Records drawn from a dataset
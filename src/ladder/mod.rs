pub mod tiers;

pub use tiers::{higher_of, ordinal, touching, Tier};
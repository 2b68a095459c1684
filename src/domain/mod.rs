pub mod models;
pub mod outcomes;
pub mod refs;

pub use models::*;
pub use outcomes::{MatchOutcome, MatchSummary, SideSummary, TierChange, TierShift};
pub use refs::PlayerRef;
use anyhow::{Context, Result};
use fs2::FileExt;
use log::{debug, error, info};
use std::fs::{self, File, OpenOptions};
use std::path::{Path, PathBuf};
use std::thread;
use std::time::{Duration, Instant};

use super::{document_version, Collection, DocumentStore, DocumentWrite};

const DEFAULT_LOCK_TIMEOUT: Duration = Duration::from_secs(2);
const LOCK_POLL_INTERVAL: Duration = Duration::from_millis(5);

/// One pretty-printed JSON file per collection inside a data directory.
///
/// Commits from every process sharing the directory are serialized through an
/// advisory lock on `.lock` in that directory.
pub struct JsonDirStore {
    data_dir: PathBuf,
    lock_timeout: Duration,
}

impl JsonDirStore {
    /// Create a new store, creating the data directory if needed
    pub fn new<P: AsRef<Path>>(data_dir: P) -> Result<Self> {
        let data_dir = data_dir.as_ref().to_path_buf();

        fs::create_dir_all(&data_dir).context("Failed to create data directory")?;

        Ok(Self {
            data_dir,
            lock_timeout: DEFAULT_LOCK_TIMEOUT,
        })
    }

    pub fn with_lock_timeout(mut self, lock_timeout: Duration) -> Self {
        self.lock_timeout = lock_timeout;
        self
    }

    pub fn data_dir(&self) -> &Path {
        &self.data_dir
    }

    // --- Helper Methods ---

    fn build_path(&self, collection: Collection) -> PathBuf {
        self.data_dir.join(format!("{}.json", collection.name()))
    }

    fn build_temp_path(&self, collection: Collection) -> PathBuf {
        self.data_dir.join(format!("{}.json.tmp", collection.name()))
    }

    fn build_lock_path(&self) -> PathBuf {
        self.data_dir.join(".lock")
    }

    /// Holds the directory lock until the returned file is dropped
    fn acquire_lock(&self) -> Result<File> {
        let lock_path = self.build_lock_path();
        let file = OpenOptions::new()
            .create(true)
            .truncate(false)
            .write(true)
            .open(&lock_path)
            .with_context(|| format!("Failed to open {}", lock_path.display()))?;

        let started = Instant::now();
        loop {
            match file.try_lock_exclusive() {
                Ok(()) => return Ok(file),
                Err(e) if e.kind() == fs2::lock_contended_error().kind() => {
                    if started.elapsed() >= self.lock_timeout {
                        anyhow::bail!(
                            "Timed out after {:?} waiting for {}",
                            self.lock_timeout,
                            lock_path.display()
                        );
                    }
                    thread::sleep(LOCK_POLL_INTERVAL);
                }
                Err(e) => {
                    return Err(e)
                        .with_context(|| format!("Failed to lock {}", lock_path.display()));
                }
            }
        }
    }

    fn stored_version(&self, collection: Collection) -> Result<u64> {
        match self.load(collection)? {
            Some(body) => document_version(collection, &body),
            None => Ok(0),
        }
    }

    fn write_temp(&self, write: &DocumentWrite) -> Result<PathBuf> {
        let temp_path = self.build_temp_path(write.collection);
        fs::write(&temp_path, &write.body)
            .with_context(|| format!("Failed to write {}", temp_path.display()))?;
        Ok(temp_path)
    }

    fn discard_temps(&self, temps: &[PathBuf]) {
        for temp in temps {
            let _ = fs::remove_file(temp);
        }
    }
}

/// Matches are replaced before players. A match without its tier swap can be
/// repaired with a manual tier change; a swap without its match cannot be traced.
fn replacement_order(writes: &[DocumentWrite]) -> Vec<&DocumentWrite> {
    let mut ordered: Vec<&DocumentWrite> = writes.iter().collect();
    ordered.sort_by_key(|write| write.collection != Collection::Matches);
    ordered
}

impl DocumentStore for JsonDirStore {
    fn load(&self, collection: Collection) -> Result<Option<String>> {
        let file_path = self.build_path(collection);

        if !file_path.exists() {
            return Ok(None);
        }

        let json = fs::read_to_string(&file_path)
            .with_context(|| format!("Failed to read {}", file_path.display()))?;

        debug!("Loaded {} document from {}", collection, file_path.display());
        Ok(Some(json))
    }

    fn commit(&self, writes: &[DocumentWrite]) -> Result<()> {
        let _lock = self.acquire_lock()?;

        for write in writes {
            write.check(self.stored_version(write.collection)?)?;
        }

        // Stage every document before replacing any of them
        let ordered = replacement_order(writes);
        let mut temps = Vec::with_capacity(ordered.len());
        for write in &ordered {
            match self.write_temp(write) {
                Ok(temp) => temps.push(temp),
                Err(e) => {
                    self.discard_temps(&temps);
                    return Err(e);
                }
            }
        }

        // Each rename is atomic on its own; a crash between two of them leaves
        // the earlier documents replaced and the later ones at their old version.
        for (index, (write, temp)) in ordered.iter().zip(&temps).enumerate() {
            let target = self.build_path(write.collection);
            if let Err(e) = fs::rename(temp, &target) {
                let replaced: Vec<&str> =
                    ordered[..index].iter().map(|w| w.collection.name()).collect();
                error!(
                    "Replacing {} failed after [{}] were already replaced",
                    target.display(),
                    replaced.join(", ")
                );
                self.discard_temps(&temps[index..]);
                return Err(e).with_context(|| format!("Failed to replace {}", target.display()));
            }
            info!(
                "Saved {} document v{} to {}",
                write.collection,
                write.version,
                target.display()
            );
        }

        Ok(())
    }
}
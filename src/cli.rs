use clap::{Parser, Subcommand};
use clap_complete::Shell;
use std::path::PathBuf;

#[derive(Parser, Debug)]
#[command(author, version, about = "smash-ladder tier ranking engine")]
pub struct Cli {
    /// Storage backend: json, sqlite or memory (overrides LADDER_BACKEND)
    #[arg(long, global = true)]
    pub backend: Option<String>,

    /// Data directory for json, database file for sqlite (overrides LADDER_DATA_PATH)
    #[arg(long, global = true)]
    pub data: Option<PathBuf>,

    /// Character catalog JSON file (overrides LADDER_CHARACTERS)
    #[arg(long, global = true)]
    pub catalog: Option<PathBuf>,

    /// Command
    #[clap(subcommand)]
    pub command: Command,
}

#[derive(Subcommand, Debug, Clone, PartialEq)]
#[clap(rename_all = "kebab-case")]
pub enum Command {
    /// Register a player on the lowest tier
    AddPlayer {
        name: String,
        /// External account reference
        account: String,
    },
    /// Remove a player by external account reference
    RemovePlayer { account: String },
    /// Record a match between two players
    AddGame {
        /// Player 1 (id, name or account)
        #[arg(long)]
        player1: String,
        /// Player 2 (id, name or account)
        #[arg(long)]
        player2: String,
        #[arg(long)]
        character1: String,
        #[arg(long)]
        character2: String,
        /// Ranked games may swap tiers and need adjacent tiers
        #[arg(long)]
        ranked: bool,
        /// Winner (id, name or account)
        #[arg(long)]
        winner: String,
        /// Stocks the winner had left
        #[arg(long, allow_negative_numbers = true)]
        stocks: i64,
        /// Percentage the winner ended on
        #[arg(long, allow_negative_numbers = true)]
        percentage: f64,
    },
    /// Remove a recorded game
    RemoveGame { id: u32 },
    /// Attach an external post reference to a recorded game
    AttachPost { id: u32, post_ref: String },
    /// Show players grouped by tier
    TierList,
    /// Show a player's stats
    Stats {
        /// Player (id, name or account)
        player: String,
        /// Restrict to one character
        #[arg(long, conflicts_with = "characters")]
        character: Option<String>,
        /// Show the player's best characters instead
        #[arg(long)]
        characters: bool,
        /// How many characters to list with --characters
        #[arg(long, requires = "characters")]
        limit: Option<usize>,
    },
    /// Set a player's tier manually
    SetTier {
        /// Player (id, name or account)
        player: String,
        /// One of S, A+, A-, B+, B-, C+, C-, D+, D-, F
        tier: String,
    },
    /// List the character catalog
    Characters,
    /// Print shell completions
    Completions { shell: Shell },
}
...
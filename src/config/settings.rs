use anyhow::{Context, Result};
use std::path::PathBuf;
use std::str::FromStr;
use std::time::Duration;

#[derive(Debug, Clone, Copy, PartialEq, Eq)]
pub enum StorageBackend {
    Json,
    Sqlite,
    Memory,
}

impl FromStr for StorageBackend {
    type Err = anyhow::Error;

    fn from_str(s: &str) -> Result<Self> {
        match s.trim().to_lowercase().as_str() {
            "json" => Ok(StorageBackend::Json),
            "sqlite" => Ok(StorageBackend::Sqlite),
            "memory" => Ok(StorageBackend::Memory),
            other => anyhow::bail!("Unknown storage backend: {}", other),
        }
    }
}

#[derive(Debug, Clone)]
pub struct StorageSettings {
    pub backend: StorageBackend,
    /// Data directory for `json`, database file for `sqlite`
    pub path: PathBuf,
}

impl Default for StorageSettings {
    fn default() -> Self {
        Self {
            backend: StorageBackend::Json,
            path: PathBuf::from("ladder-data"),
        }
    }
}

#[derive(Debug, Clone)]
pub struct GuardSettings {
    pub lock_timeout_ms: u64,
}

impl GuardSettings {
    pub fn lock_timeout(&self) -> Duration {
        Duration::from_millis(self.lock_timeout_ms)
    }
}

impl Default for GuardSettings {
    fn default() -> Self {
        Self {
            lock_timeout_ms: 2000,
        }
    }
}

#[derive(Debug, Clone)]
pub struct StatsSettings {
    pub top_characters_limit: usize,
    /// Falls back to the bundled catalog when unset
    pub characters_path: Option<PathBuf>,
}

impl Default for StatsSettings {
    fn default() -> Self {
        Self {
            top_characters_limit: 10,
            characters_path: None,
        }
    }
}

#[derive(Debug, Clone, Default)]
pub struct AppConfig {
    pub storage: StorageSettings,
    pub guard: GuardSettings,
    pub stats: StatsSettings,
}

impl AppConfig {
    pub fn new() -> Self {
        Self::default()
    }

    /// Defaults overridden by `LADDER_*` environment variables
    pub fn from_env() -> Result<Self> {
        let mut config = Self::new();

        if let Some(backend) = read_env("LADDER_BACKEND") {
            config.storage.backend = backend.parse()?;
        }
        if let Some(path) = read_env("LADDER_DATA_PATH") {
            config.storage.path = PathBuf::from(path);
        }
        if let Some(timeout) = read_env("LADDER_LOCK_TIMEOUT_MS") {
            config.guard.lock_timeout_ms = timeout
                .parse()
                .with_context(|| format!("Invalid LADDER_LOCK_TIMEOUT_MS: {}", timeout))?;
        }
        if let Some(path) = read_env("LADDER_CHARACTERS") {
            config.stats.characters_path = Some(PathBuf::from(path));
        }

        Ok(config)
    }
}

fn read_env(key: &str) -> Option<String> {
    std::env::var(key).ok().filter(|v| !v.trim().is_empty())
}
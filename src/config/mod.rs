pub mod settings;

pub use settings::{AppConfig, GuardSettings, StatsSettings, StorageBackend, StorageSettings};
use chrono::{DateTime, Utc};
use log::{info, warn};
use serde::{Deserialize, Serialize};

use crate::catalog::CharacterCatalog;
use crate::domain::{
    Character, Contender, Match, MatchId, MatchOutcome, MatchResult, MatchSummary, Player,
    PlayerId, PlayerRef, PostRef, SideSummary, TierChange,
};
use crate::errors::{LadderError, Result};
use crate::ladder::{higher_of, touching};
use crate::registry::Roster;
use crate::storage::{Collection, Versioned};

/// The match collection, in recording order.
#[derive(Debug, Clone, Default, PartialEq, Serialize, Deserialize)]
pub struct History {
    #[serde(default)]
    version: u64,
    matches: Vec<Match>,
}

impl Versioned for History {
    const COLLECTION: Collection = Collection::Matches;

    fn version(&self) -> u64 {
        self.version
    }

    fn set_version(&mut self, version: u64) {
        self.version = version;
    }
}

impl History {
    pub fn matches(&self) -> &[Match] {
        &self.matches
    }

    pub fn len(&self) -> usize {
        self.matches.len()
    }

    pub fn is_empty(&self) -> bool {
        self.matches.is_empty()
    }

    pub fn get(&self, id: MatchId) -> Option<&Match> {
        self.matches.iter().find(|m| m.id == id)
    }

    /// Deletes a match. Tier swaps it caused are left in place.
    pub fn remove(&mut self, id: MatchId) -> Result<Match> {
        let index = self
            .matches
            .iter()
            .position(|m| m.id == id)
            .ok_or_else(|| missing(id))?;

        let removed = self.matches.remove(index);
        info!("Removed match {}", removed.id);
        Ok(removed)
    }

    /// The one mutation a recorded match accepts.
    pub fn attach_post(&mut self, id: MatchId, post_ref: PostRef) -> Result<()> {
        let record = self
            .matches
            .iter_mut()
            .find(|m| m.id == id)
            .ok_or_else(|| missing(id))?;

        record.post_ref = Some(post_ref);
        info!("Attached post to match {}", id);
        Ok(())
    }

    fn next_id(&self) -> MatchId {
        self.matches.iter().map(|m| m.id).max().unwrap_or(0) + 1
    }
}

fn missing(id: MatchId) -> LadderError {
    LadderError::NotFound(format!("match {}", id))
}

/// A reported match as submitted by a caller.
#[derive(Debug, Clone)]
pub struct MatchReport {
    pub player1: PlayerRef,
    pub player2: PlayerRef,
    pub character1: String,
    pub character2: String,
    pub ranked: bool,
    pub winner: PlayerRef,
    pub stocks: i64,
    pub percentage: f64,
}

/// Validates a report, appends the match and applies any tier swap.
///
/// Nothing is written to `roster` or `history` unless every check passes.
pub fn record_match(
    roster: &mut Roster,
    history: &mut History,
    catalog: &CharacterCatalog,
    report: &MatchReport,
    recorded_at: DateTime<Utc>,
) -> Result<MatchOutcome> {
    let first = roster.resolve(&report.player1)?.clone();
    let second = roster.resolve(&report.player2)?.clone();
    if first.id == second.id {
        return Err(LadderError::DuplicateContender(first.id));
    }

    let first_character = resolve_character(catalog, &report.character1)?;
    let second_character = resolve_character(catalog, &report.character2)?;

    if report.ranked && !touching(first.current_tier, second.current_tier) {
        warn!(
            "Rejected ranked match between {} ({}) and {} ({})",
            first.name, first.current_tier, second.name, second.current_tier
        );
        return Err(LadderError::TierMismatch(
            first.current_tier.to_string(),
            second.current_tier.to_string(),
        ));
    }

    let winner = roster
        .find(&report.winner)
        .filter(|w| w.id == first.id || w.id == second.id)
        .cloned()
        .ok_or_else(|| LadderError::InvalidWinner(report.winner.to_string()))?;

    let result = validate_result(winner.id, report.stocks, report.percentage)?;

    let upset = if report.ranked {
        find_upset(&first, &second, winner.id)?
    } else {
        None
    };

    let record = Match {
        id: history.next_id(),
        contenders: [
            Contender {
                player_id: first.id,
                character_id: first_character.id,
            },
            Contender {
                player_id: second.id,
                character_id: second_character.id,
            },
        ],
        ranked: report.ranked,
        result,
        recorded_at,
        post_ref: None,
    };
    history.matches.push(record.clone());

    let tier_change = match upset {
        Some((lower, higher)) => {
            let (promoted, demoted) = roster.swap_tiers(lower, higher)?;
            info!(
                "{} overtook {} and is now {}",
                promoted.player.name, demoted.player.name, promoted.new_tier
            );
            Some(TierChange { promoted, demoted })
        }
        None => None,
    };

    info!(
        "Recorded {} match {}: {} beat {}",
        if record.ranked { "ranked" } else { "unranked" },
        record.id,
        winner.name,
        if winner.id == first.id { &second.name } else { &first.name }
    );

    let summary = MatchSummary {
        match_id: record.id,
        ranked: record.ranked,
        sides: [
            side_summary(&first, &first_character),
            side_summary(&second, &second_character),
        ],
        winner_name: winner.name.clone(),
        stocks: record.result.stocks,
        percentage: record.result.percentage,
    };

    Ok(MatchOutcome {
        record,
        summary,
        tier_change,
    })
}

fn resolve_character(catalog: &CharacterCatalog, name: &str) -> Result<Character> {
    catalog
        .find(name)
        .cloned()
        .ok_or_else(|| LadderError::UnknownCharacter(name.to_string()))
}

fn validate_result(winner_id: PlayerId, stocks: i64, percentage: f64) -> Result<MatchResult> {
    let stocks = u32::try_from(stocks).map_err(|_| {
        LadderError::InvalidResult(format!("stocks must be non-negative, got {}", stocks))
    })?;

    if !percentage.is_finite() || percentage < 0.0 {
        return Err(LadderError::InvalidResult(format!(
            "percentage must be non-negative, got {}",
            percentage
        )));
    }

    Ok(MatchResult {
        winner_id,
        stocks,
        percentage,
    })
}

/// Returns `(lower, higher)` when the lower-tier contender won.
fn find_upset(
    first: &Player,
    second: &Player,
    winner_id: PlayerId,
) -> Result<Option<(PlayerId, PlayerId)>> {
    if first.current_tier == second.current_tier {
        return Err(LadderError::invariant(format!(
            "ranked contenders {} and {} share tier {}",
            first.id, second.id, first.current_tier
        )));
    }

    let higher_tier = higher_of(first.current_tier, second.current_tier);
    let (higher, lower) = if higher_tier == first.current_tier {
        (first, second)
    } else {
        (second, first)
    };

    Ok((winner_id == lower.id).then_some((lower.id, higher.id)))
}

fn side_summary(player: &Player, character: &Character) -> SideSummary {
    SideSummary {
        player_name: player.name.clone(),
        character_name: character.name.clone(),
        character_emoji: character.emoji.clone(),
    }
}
---
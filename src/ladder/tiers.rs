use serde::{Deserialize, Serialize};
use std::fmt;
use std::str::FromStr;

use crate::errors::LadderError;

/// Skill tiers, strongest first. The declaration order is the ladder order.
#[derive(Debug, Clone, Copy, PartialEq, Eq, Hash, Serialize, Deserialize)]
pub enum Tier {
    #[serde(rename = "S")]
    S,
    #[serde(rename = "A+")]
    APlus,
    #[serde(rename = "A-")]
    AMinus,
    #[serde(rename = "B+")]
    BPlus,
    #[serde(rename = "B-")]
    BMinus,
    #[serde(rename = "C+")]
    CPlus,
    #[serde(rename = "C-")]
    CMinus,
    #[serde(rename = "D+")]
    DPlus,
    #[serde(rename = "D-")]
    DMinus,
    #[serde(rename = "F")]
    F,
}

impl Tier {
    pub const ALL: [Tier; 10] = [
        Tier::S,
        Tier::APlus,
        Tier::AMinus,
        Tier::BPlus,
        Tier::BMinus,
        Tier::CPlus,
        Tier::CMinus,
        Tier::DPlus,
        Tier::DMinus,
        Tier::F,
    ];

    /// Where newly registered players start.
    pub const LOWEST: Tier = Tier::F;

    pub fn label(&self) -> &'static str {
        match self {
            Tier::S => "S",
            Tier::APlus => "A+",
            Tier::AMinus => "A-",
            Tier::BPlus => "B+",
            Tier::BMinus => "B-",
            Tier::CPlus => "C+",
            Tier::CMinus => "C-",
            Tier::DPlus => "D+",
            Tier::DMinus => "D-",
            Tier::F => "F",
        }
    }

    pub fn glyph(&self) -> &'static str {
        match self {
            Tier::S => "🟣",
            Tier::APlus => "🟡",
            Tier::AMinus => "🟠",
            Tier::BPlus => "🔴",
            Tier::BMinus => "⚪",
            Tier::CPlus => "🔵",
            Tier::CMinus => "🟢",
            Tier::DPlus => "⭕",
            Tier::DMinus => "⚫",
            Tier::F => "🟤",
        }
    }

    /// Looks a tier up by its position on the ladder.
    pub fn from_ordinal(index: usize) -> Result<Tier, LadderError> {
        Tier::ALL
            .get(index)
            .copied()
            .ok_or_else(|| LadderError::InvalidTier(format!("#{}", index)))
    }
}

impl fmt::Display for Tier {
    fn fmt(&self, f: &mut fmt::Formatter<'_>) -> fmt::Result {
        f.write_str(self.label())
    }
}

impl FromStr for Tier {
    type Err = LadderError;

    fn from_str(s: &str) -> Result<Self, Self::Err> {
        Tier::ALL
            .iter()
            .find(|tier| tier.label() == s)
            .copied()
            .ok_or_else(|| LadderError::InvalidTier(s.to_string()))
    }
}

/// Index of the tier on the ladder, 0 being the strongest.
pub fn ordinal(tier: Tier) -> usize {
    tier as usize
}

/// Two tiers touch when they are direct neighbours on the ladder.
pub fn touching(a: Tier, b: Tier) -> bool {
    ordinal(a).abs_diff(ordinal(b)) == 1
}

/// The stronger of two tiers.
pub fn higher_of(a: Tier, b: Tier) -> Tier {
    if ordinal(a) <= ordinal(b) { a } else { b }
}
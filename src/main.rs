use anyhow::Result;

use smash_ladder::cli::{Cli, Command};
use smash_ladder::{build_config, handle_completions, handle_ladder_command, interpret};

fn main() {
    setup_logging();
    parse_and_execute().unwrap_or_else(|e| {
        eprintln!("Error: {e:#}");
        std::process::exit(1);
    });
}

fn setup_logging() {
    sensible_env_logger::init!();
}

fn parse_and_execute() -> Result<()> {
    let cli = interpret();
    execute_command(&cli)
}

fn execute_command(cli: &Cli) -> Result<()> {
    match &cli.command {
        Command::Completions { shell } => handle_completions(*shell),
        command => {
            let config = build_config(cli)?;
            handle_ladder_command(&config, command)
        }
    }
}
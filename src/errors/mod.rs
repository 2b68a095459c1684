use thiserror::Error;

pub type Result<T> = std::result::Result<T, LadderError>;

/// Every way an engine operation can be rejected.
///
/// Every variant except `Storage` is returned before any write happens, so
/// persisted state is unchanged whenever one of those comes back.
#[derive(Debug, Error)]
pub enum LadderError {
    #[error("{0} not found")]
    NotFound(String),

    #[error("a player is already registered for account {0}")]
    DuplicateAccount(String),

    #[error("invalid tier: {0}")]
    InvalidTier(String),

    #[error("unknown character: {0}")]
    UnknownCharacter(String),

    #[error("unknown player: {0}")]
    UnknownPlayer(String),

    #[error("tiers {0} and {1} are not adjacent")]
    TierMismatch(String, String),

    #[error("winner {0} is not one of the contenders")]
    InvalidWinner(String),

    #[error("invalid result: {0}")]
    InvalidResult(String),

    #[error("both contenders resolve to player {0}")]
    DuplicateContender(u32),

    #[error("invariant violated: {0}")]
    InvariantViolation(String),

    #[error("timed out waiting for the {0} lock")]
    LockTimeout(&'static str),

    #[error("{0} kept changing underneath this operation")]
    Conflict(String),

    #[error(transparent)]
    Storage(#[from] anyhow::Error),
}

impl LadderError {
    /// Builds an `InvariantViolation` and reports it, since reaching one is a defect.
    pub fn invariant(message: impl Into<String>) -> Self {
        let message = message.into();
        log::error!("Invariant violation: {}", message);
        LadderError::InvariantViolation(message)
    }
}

- _What this task involves_
Every line of the records that includes the word "DMinus" should be gathered.

- _Finished task_
    DMinus,
        Tier::DMinus,
            Tier::DMinus => "D-",
            Tier::DMinus => "⚫",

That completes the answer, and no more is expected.